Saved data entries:
* * * * * * *
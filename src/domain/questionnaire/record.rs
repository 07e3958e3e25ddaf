//! Immutable assessment record written at a terminal outcome.

use indexmap::IndexMap;
use serde::{Deserialize, Serialize};

use super::catalog::QuestionCatalog;
use super::condition::Condition;
use super::errors::QuestionnaireError;
use super::question::ResponseValue;
use super::session::{AssessmentOutcome, AssessmentSession};
use crate::domain::foundation::{AssessmentId, PatientId, QuestionId, Timestamp};

/// A single stored answer, as written by `put_response`.
#[derive(Debug, Clone, PartialEq, Eq, Serialize, Deserialize)]
#[serde(rename_all = "camelCase")]
pub struct ResponseEntry {
    pub question_text: String,
    pub value: ResponseValue,
    pub recorded_at: Timestamp,
}

/// Final record of one assessment attempt.
///
/// Records are never mutated; a new attempt produces a new record under a
/// fresh `AssessmentId`.
#[derive(Debug, Clone, PartialEq, Eq, Serialize, Deserialize)]
#[serde(rename_all = "camelCase")]
pub struct AssessmentRecord {
    assessment_id: AssessmentId,
    patient_id: PatientId,
    timestamp: Timestamp,
    no_condition_diagnosed: bool,
    suicidal_thoughts: bool,
    detected_condition: Option<Condition>,
    diagnosed_subtype: Option<String>,
    responses: IndexMap<QuestionId, ResponseEntry>,
}

impl AssessmentRecord {
    /// Builds the record of a terminated session.
    pub fn from_session(
        assessment_id: AssessmentId,
        session: &AssessmentSession,
        catalog: &QuestionCatalog,
    ) -> Result<Self, QuestionnaireError> {
        let outcome = session.outcome().ok_or_else(|| {
            QuestionnaireError::invalid_transition(
                session.ordinal(),
                "session has not reached a terminal outcome",
            )
        })?;

        let mut responses = IndexMap::with_capacity(session.responses().len());
        for (question_id, recorded) in session.responses().iter() {
            let question = catalog
                .by_id(question_id)
                .ok_or_else(|| QuestionnaireError::QuestionNotFound(question_id.to_string()))?;
            responses.insert(
                question_id.clone(),
                ResponseEntry {
                    question_text: question.prompt().to_string(),
                    value: recorded.value.clone(),
                    recorded_at: recorded.recorded_at,
                },
            );
        }

        let (detected_condition, diagnosed_subtype) = match outcome {
            AssessmentOutcome::DiagnosisComplete { condition, subtype } => {
                (Some(*condition), Some(subtype.clone()))
            }
            _ => (None, None),
        };

        Ok(Self {
            assessment_id,
            patient_id: session.patient_id().clone(),
            timestamp: Timestamp::now(),
            no_condition_diagnosed: matches!(outcome, AssessmentOutcome::NoConditionDiagnosed),
            suicidal_thoughts: matches!(outcome, AssessmentOutcome::SuicidalThoughtsDetected),
            detected_condition,
            diagnosed_subtype,
            responses,
        })
    }

    pub fn assessment_id(&self) -> AssessmentId {
        self.assessment_id
    }

    pub fn patient_id(&self) -> &PatientId {
        &self.patient_id
    }

    pub fn timestamp(&self) -> Timestamp {
        self.timestamp
    }

    pub fn no_condition_diagnosed(&self) -> bool {
        self.no_condition_diagnosed
    }

    pub fn suicidal_thoughts(&self) -> bool {
        self.suicidal_thoughts
    }

    pub fn detected_condition(&self) -> Option<Condition> {
        self.detected_condition
    }

    pub fn diagnosed_subtype(&self) -> Option<&str> {
        self.diagnosed_subtype.as_deref()
    }

    pub fn responses(&self) -> &IndexMap<QuestionId, ResponseEntry> {
        &self.responses
    }

    /// Outcome the record was written for.
    pub fn outcome(&self) -> AssessmentOutcome {
        match (self.detected_condition, &self.diagnosed_subtype) {
            (Some(condition), Some(subtype)) => AssessmentOutcome::DiagnosisComplete {
                condition,
                subtype: subtype.clone(),
            },
            _ if self.suicidal_thoughts => AssessmentOutcome::SuicidalThoughtsDetected,
            _ => AssessmentOutcome::NoConditionDiagnosed,
        }
    }
}

#[cfg(test)]
mod tests {
    use super::*;
    use crate::domain::questionnaire::question::{AnswerOption, QuestionDocument};

    fn catalog() -> QuestionCatalog {
        QuestionCatalog::load(vec![QuestionDocument {
            id: "question1".into(),
            position: 1,
            prompt: "Have you been feeling any of the following lately?".into(),
            category: "screening".into(),
            kind: None,
            options: vec![AnswerOption {
                value: "none".into(),
                label: "None of the above".into(),
                score: None,
            }],
            subquestions: vec![],
        }])
        .unwrap()
    }

    fn session() -> AssessmentSession {
        let mut s = AssessmentSession::new(PatientId::new("patient@example.com").unwrap(), None);
        s.responses.record(
            QuestionId::new("question1").unwrap(),
            ResponseValue::single("none"),
            Timestamp::now(),
        );
        s
    }

    #[test]
    fn record_requires_terminal_session() {
        let err = AssessmentRecord::from_session(AssessmentId::new(), &session(), &catalog())
            .unwrap_err();
        assert!(matches!(err, QuestionnaireError::InvalidTransitionRequest { .. }));
    }

    #[test]
    fn record_carries_outcome_flags_and_question_text() {
        let mut s = session();
        s.finish(AssessmentOutcome::NoConditionDiagnosed).unwrap();
        let record = AssessmentRecord::from_session(AssessmentId::new(), &s, &catalog()).unwrap();

        assert!(record.no_condition_diagnosed());
        assert!(!record.suicidal_thoughts());
        assert_eq!(record.detected_condition(), None);
        assert_eq!(record.outcome(), AssessmentOutcome::NoConditionDiagnosed);
        let entry = &record.responses()[&QuestionId::new("question1").unwrap()];
        assert_eq!(
            entry.question_text,
            "Have you been feeling any of the following lately?"
        );
    }

    #[test]
    fn record_serializes_with_camel_case_fields() {
        let mut s = session();
        s.finish(AssessmentOutcome::SuicidalThoughtsDetected).unwrap();
        let record = AssessmentRecord::from_session(AssessmentId::new(), &s, &catalog()).unwrap();
        let json = serde_json::to_value(&record).unwrap();
        assert_eq!(json["suicidalThoughts"], true);
        assert_eq!(json["noConditionDiagnosed"], false);
        assert!(json["responses"]["question1"]["questionText"].is_string());
    }
}
//! Ordered, immutable question catalog.

use std::collections::HashMap;

use super::errors::QuestionnaireError;
use super::question::{Question, QuestionDocument};
use crate::domain::foundation::QuestionId;

/// The full ordered question sequence of a questionnaire.
///
/// Ordinal lookup is a direct index; lookup by id goes through a secondary
/// map and is never used for navigation.
#[derive(Debug, Clone)]
pub struct QuestionCatalog {
    questions: Vec<Question>,
    by_id: HashMap<QuestionId, usize>,
}

impl QuestionCatalog {
    /// Builds the catalog from raw documents, sorted by `position`.
    ///
    /// Positions must run 1..=n without gaps or duplicates.
    pub fn load(mut documents: Vec<QuestionDocument>) -> Result<Self, QuestionnaireError> {
        if documents.is_empty() {
            return Err(QuestionnaireError::catalog("question source returned no questions"));
        }

        documents.sort_by_key(|d| d.position);

        let mut questions = Vec::with_capacity(documents.len());
        let mut by_id = HashMap::with_capacity(documents.len());

        for (ordinal, doc) in documents.into_iter().enumerate() {
            let expected = ordinal as u32 + 1;
            if doc.position != expected {
                let reason = if doc.position < expected {
                    "duplicated"
                } else {
                    "non-contiguous"
                };
                return Err(QuestionnaireError::catalog(format!(
                    "position {} of '{}' is {}, expected {}",
                    doc.position, doc.id, reason, expected
                )));
            }

            let question = Question::from_document(ordinal, doc)?;
            if by_id.insert(question.id().clone(), ordinal).is_some() {
                return Err(QuestionnaireError::catalog(format!(
                    "question id '{}' appears more than once",
                    question.id()
                )));
            }
            questions.push(question);
        }

        Ok(Self { questions, by_id })
    }

    /// Question at the given ordinal.
    pub fn get(&self, ordinal: usize) -> Option<&Question> {
        self.questions.get(ordinal)
    }

    /// Question at the given ordinal, or `QuestionNotFound`.
    pub fn require(&self, ordinal: usize) -> Result<&Question, QuestionnaireError> {
        self.get(ordinal).ok_or_else(|| {
            QuestionnaireError::QuestionNotFound(format!("no question at ordinal {}", ordinal))
        })
    }

    pub fn by_id(&self, id: &QuestionId) -> Option<&Question> {
        self.by_id.get(id).and_then(|&ordinal| self.questions.get(ordinal))
    }

    pub fn len(&self) -> usize {
        self.questions.len()
    }

    pub fn is_empty(&self) -> bool {
        self.questions.is_empty()
    }

    pub fn last_ordinal(&self) -> usize {
        self.questions.len().saturating_sub(1)
    }

    pub fn iter(&self) -> impl Iterator<Item = &Question> {
        self.questions.iter()
    }
}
* * * * * * *
▸ **Required action**:
Find every line in the records that contains the word "Result"; copy those lines.

▸ **Answer section**:
    ) -> Result<Self, QuestionnaireError> {
    pub fn load(mut documents: Vec<QuestionDocument>) -> Result<Self, QuestionnaireError> {
    pub fn require(&self, ordinal: usize) -> Result<&Question, QuestionnaireError> {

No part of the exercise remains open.